You can check Livablestreets for corroboration of the fire code, as they have a long write-up about the mechanics of doing bike-friendly and ped-friendly infrastructure in Boston that attains full design compatibility with the word-for-word above cited emergency response regs. That blurb of legalese quoted here is not some eye-of-beholder verbiage one can interpret any way they please. It is a very specific and well-enumerated part of the design for any building-street interface and any civilly engineered public infrastructure touches.

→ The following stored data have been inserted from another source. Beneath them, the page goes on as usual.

//! HTTP surface: `GET /api/faculty-list` and `GET /healthz`.

use std::sync::Arc;

use axum::extract::State;
use axum::http::StatusCode;
use axum::routing::get;
use axum::{Json, Router};
use facdir_core::FacultyEntry;
use facdir_local::FacultyDirectory;

pub const FACULTY_LIST_PATH: &str = "/api/faculty-list";

pub fn router(directory: Arc<FacultyDirectory>) -> Router {
    Router::new()
        .route("/healthz", get(healthz))
        .route(FACULTY_LIST_PATH, get(faculty_list))
        .with_state(directory)
}

async fn healthz() -> StatusCode {
    StatusCode::OK
}

/// Always 200 with a JSON array; failures degrade to cached or fallback data.
async fn faculty_list(State(directory): State<Arc<FacultyDirectory>>) -> Json<Vec<FacultyEntry>> {
    let entries = directory.get_faculty_list().await;
    tracing::debug!(entries = entries.len(), "served faculty list");
    Json(entries)
}
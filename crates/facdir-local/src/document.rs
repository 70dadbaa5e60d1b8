//! Flattened view of a parsed HTML page.
//!
//! `scraper` (html5ever) does the tree construction and tolerates malformed
//! markup. The walker only needs an ordered list of block elements with a few
//! precomputed lookups, so we materialize that once per page.

use facdir_core::{Error, Result};
use html_scraper::{ElementRef, Html, Selector};

use crate::heuristics::normalize_whitespace;

const BLOCK_SELECTOR: &str = "section, div, article, header, p, h1, h2, h3, h4, h5, li";

#[derive(Debug, Clone, PartialEq, Eq)]
pub struct Block {
    pub tag: String,
    /// Whitespace-normalized text of the element and its descendants.
    pub text: String,
    pub classes: Vec<String>,
    /// First non-empty `strong`/`b` descendant text.
    pub emphasis: Option<String>,
    /// First non-empty `strong`/`b`/`a` descendant text.
    pub inline: Option<String>,
    /// First resolvable `a[href]`, absolute.
    pub link: Option<String>,
    /// First resolvable `img[src]`, absolute.
    pub image: Option<String>,
    /// Contains other blocks, i.e. a layout wrapper rather than a leaf.
    pub nested: bool,
}

impl Block {
    pub fn is_heading(&self) -> bool {
        matches!(self.tag.as_str(), "h1" | "h2" | "h3" | "h4" | "h5")
    }

    pub fn has_class(&self, class: &str) -> bool {
        self.classes.iter().any(|c| c == class)
    }
}

#[derive(Debug, Clone, Default)]
pub struct Document {
    pub blocks: Vec<Block>,
    /// `td` texts per `tr`, for pages that lay the directory out as a table.
    pub rows: Vec<Vec<String>>,
}

struct Selectors {
    blocks: Selector,
    emphasis: Selector,
    inline: Selector,
    link: Selector,
    image: Selector,
    row: Selector,
    cell: Selector,
}

impl Selectors {
    fn new() -> Result<Self> {
        let parse = |css: &str| {
            Selector::parse(css).map_err(|e| Error::Extract(format!("selector {css:?}: {e}")))
        };
        Ok(Self {
            blocks: parse(BLOCK_SELECTOR)?,
            emphasis: parse("strong, b")?,
            inline: parse("strong, b, a")?,
            link: parse("a[href]")?,
            image: parse("img[src]")?,
            row: parse("tr")?,
            cell: parse("td")?,
        })
    }
}

fn element_text(el: &ElementRef) -> String {
    normalize_whitespace(&el.text().collect::<Vec<_>>().join(" "))
}

fn first_text(el: &ElementRef, sel: &Selector) -> Option<String> {
    el.select(sel)
        .map(|e| element_text(&e))
        .find(|t| !t.is_empty())
}

/// Resolve `raw` against `base`; non-navigational schemes are dropped.
pub fn resolve_url(raw: &str, base: Option<&url::Url>) -> Option<String> {
    let raw = raw.trim();
    if raw.is_empty() || raw.starts_with('#') {
        return None;
    }
    let lc = raw.to_ascii_lowercase();
    if lc.starts_with("javascript:") || lc.starts_with("mailto:") || lc.starts_with("tel:") {
        return None;
    }
    if let Ok(u) = url::Url::parse(raw) {
        return matches!(u.scheme(), "http" | "https").then(|| u.to_string());
    }
    base.and_then(|b| b.join(raw).ok()).map(|u| u.to_string())
}

fn first_url(
    el: &ElementRef,
    sel: &Selector,
    attr: &str,
    base: Option<&url::Url>,
) -> Option<String> {
    // `select` only visits descendants; the block itself may be the `a`/`img`.
    std::iter::once(*el)
        .chain(el.select(sel))
        .filter_map(|e| e.value().attr(attr))
        .find_map(|v| resolve_url(v, base))
}

/// Parse `html` into blocks (document order) and table rows.
pub fn parse_document(html: &str, base_url: Option<&str>) -> Result<Document> {
    let sels = Selectors::new()?;
    let base = base_url.and_then(|u| url::Url::parse(u).ok());
    let doc = Html::parse_document(html);

    let blocks = doc
        .select(&sels.blocks)
        .map(|el| Block {
            tag: el.value().name().to_ascii_lowercase(),
            text: element_text(&el),
            classes: el.value().classes().map(str::to_string).collect(),
            emphasis: first_text(&el, &sels.emphasis),
            inline: first_text(&el, &sels.inline),
            link: first_url(&el, &sels.link, "href", base.as_ref()),
            image: first_url(&el, &sels.image, "src", base.as_ref()),
            nested: el.select(&sels.blocks).next().is_some(),
        })
        .collect();

    let rows = doc
        .select(&sels.row)
        .map(|tr| tr.select(&sels.cell).map(|td| element_text(&td)).collect::<Vec<_>>())
        .filter(|cells: &Vec<String>| !cells.is_empty())
        .collect();

    Ok(Document { blocks, rows })
}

No portal location whatsoever allows for fire dept. access within 25 ft. of 11 Ave de Lafayette or the emergency egress on the tower within the maximum allowable 6% grades for a BRT incline. None.
No permit...game over.
ADA sidewalks must
each be no less than 5 feet wide when they are placed 2 or more feet from a curb or barrier. (source: AASHTO and FHWA regs...multiple wikis online enumerating this with diagrams). ADA sidewalks directly abutting a curb or barrier must be
no less than 6 feet wide.
As this will be an abutting-barrier situation with immovable building egresses on both sides of the street, you do not have 6 feet on both sides of the road to provide ADA-compliant building access.
No permit...game over.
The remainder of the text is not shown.